## TASK BRIEF
Restating the records exactly is the whole task.

## RECORDS FOR THIS TASK
________________
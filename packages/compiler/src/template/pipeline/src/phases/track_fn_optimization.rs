//! Track Fn Optimization Phase
//!
//! `track` functions of `@for` repeaters can sometimes be replaced by a direct reference
//! instead of a generated function: tracking by `$index` or by the item itself uses a runtime
//! built-in, and a component method called as `fn($index, $item)` is passed in directly.
//! Remaining track expressions read the component through `TrackContextExpr`; reification
//! turns them into shared functions.

use crate::error::{CompilerError, Result};
use crate::output::output_ast::{self as o, Expression};
use crate::render3::r3_identifiers::Identifiers;
use crate::template::pipeline::ir::{
    transform_expressions_in_expression, ContextExpr, CreateOp, RepeaterCreateOp, TrackContextExpr,
    VisitorContextFlag, XrefId,
};
use crate::template::pipeline::src::compilation::CompilationJob;
use crate::template::pipeline::src::instruction as ng;

pub fn optimize_track_fns(job: &mut CompilationJob) -> Result<()> {
    let root = job.root;
    for unit in job.units_mut() {
        let view = unit.xref;
        for op in unit.create.iter_mut() {
            if let CreateOp::RepeaterCreate(repeater) = op {
                optimize_track_fn(repeater, root, view)?;
            }
        }
    }
    Ok(())
}

fn optimize_track_fn(repeater: &mut RepeaterCreateOp, root: XrefId, view: XrefId) -> Result<()> {
    match &*repeater.track {
        Expression::ReadVar(read) if read.name == "$index" => {
            repeater.track_by_fn = Some(o::import_ref(Identifiers::repeater_track_by_index()));
            return Ok(());
        }
        Expression::ReadVar(read) if read.name == "$item" => {
            repeater.track_by_fn = Some(o::import_ref(Identifiers::repeater_track_by_identity()));
            return Ok(());
        }
        _ => {}
    }

    if let Some((context_view, method)) = track_by_method_call(&repeater.track, root) {
        // The method might use `this` internally.
        repeater.uses_component_instance = true;
        if context_view == view {
            let receiver = Expression::Context(ContextExpr::new(context_view));
            repeater.track_by_fn = Some(receiver.prop(method));
        } else {
            // Outside the root view the context isn't the component, so the method is read
            // from the component instance. The original track expression is no longer used.
            let track_by = ng::component_instance().prop(method);
            *repeater.track = track_by.clone();
            repeater.track_by_fn = Some(track_by);
        }
        return Ok(());
    }

    let mut failure: Option<CompilerError> = None;
    let mut uses_component_instance = false;
    let track = std::mem::replace(&mut *repeater.track, o::null_expr());
    *repeater.track = transform_expressions_in_expression(
        track,
        &mut |expr, _| match expr {
            Expression::PipeBinding(_) | Expression::PipeBindingVariadic(_) => {
                failure.get_or_insert_with(|| {
                    CompilerError::Invariant("pipes are not allowed in track expressions".to_string())
                });
                expr
            }
            Expression::Context(context) => {
                uses_component_instance = true;
                Expression::TrackContext(TrackContextExpr { view: context.view })
            }
            other => other,
        },
        VisitorContextFlag::NONE,
    );
    repeater.uses_component_instance |= uses_component_instance;
    failure.map_or(Ok(()), Err)
}

/// Matches `ctx.method($index)` or `ctx.method($index, $item)` on the root context, returning
/// the context's view and the method name.
fn track_by_method_call(expr: &Expression, root: XrefId) -> Option<(XrefId, String)> {
    let Expression::InvokeFn(call) = expr else { return None };
    let Expression::ReadProp(read) = &*call.fn_ else { return None };
    let Expression::Context(context) = &*read.receiver else { return None };
    if context.view != root {
        return None;
    }
    let is_var = |arg: &Expression, name: &str| matches!(arg, Expression::ReadVar(v) if v.name == name);
    let matches = match call.args.as_slice() {
        [index] => is_var(index, "$index"),
        [index, item] => is_var(index, "$index") && is_var(item, "$item"),
        _ => false,
    };
    matches.then(|| (context.view, read.name.clone()))
}

#[cfg(test)]
mod tests {
    use super::*;
    use crate::template::pipeline::ir::{RepeaterVarNames, SlotHandle};
    use crate::parse_util::{ParseSourceFile, ParseSourceSpan};
    use std::sync::Arc;

    fn repeater(track: Expression) -> RepeaterCreateOp {
        let file = Arc::new(ParseSourceFile::new("@for (item of items; track item) {}", "test.html"));
        let span = ParseSourceSpan::from_offsets(&file, 0, 4);
        RepeaterCreateOp {
            xref: XrefId(1),
            handle: SlotHandle::new(XrefId(1)),
            empty_view: None,
            track: Box::new(track),
            track_by_fn: None,
            uses_component_instance: false,
            var_names: RepeaterVarNames::default(),
            tag: None,
            attributes: None,
            empty_tag: None,
            empty_attributes: None,
            decls: None,
            vars: None,
            empty_decls: None,
            empty_vars: None,
            start_source_span: span.clone(),
            whole_source_span: span,
        }
    }

    #[test]
    fn index_tracking_uses_builtin() {
        let mut op = repeater(o::variable("$index"));
        optimize_track_fn(&mut op, XrefId(0), XrefId(0)).unwrap();
        let expected = o::import_ref(Identifiers::repeater_track_by_index());
        assert!(op.track_by_fn.unwrap().is_equivalent(&expected));
        assert!(!op.uses_component_instance);
    }

    #[test]
    fn method_call_in_root_view_is_passed_directly() {
        let method = Expression::Context(ContextExpr::new(XrefId(0))).prop("trackById");
        let mut op = repeater(method.clone().call_fn(vec![o::variable("$index"), o::variable("$item")], None));
        optimize_track_fn(&mut op, XrefId(0), XrefId(0)).unwrap();
        assert!(op.track_by_fn.unwrap().is_equivalent(&method));
        assert!(op.uses_component_instance);
    }

    #[test]
    fn other_expressions_read_the_track_context() {
        let track = Expression::Context(ContextExpr::new(XrefId(0))).prop("prefix");
        let mut op = repeater(track);
        optimize_track_fn(&mut op, XrefId(0), XrefId(2)).unwrap();
        assert!(op.track_by_fn.is_none());
        assert!(op.uses_component_instance);
        assert!(matches!(&*op.track, Expression::ReadProp(read) if matches!(*read.receiver, Expression::TrackContext(_))));
    }
}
________________
## TASK ANSWER
filename packages/compiler/src/template/pipeline/src/phases/track_fn_optimization.rs
//! Track Fn Optimization Phase
//!
//! `track` functions of `@for` repeaters can sometimes be replaced by a direct reference
//! instead of a generated function: tracking by `$index` or by the item itself uses a runtime
//! built-in, and a component method called as `fn($index, $item)` is passed in directly.
//! Remaining track expressions read the component through `TrackContextExpr`; reification
//! turns them into shared functions.

use crate::error::{CompilerError, Result};
use crate::output::output_ast::{self as o, Expression};
use crate::render3::r3_identifiers::Identifiers;
use crate::template::pipeline::ir::{
    transform_expressions_in_expression, ContextExpr, CreateOp, RepeaterCreateOp, TrackContextExpr,
    VisitorContextFlag, XrefId,
};
use crate::template::pipeline::src::compilation::CompilationJob;
use crate::template::pipeline::src::instruction as ng;

pub fn optimize_track_fns(job: &mut CompilationJob) -> Result<()> {
    let root = job.root;
    for unit in job.units_mut() {
        let view = unit.xref;
        for op in unit.create.iter_mut() {
            if let CreateOp::RepeaterCreate(repeater) = op {
                optimize_track_fn(repeater, root, view)?;
            }
        }
    }
    Ok(())
}

fn optimize_track_fn(repeater: &mut RepeaterCreateOp, root: XrefId, view: XrefId) -> Result<()> {
    match &*repeater.track {
        Expression::ReadVar(read) if read.name == "$index" => {
            repeater.track_by_fn = Some(o::import_ref(Identifiers::repeater_track_by_index()));
            return Ok(());
        }
        Expression::ReadVar(read) if read.name == "$item" => {
            repeater.track_by_fn = Some(o::import_ref(Identifiers::repeater_track_by_identity()));
            return Ok(());
        }
        _ => {}
    }

    if let Some((context_view, method)) = track_by_method_call(&repeater.track, root) {
        // The method might use `this` internally.
        repeater.uses_component_instance = true;
        if context_view == view {
            let receiver = Expression::Context(ContextExpr::new(context_view));
            repeater.track_by_fn = Some(receiver.prop(method));
        } else {
            // Outside the root view the context isn't the component, so the method is read
            // from the component instance. The original track expression is no longer used.
            let track_by = ng::component_instance().prop(method);
            *repeater.track = track_by.clone();
            repeater.track_by_fn = Some(track_by);
        }
        return Ok(());
    }

    let mut failure: Option<CompilerError> = None;
    let mut uses_component_instance = false;
    let track = std::mem::replace(&mut *repeater.track, o::null_expr());
    *repeater.track = transform_expressions_in_expression(
        track,
        &mut |expr, _| match expr {
            Expression::PipeBinding(_) | Expression::PipeBindingVariadic(_) => {
                failure.get_or_insert_with(|| {
                    CompilerError::Invariant("pipes are not allowed in track expressions".to_string())
                });
                expr
            }
            Expression::Context(context) => {
                uses_component_instance = true;
                Expression::TrackContext(TrackContextExpr { view: context.view })
            }
            other => other,
        },
        VisitorContextFlag::NONE,
    );
    repeater.uses_component_instance |= uses_component_instance;
    failure.map_or(Ok(()), Err)
}

/// Matches `ctx.method($index)` or `ctx.method($index, $item)` on the root context, returning
/// the context's view and the method name.
fn track_by_method_call(expr: &Expression, root: XrefId) -> Option<(XrefId, String)> {
    let Expression::InvokeFn(call) = expr else { return None };
    let Expression::ReadProp(read) = &*call.fn_ else { return None };
    let Expression::Context(context) = &*read.receiver else { return None };
    if context.view != root {
        return None;
    }
    let is_var = |arg: &Expression, name: &str| matches!(arg, Expression::ReadVar(v) if v.name == name);
    let matches = match call.args.as_slice() {
        [index] => is_var(index, "$index"),
        [index, item] => is_var(index, "$index") && is_var(item, "$item"),
        _ => false,
    };
    matches.then(|| (context.view, read.name.clone()))
}

#[cfg(test)]
mod tests {
    use super::*;
    use crate::template::pipeline::ir::{RepeaterVarNames, SlotHandle};
    use crate::parse_util::{ParseSourceFile, ParseSourceSpan};
    use std::sync::Arc;

    fn repeater(track: Expression) -> RepeaterCreateOp {
        let file = Arc::new(ParseSourceFile::new("@for (item of items; track item) {}", "test.html"));
        let span = ParseSourceSpan::from_offsets(&file, 0, 4);
        RepeaterCreateOp {
            xref: XrefId(1),
            handle: SlotHandle::new(XrefId(1)),
            empty_view: None,
            track: Box::new(track),
            track_by_fn: None,
            uses_component_instance: false,
            var_names: RepeaterVarNames::default(),
            tag: None,
            attributes: None,
            empty_tag: None,
            empty_attributes: None,
            decls: None,
            vars: None,
            empty_decls: None,
            empty_vars: None,
            start_source_span: span.clone(),
            whole_source_span: span,
        }
    }

    #[test]
    fn index_tracking_uses_builtin() {
        let mut op = repeater(o::variable("$index"));
        optimize_track_fn(&mut op, XrefId(0), XrefId(0)).unwrap();
        let expected = o::import_ref(Identifiers::repeater_track_by_index());
        assert!(op.track_by_fn.unwrap().is_equivalent(&expected));
        assert!(!op.uses_component_instance);
    }

    #[test]
    fn method_call_in_root_view_is_passed_directly() {
        let method = Expression::Context(ContextExpr::new(XrefId(0))).prop("trackById");
        let mut op = repeater(method.clone().call_fn(vec![o::variable("$index"), o::variable("$item")], None));
        optimize_track_fn(&mut op, XrefId(0), XrefId(0)).unwrap();
        assert!(op.track_by_fn.unwrap().is_equivalent(&method));
        assert!(op.uses_component_instance);
    }

    #[test]
    fn other_expressions_read_the_track_context() {
        let track = Expression::Context(ContextExpr::new(XrefId(0))).prop("prefix");
        let mut op = repeater(track);
        optimize_track_fn(&mut op, XrefId(0), XrefId(2)).unwrap();
        assert!(op.track_by_fn.is_none());
        assert!(op.uses_component_instance);
        assert!(matches!(&*op.track, Expression::ReadProp(read) if matches!(*read.receiver, Expression::TrackContext(_))));
    }
}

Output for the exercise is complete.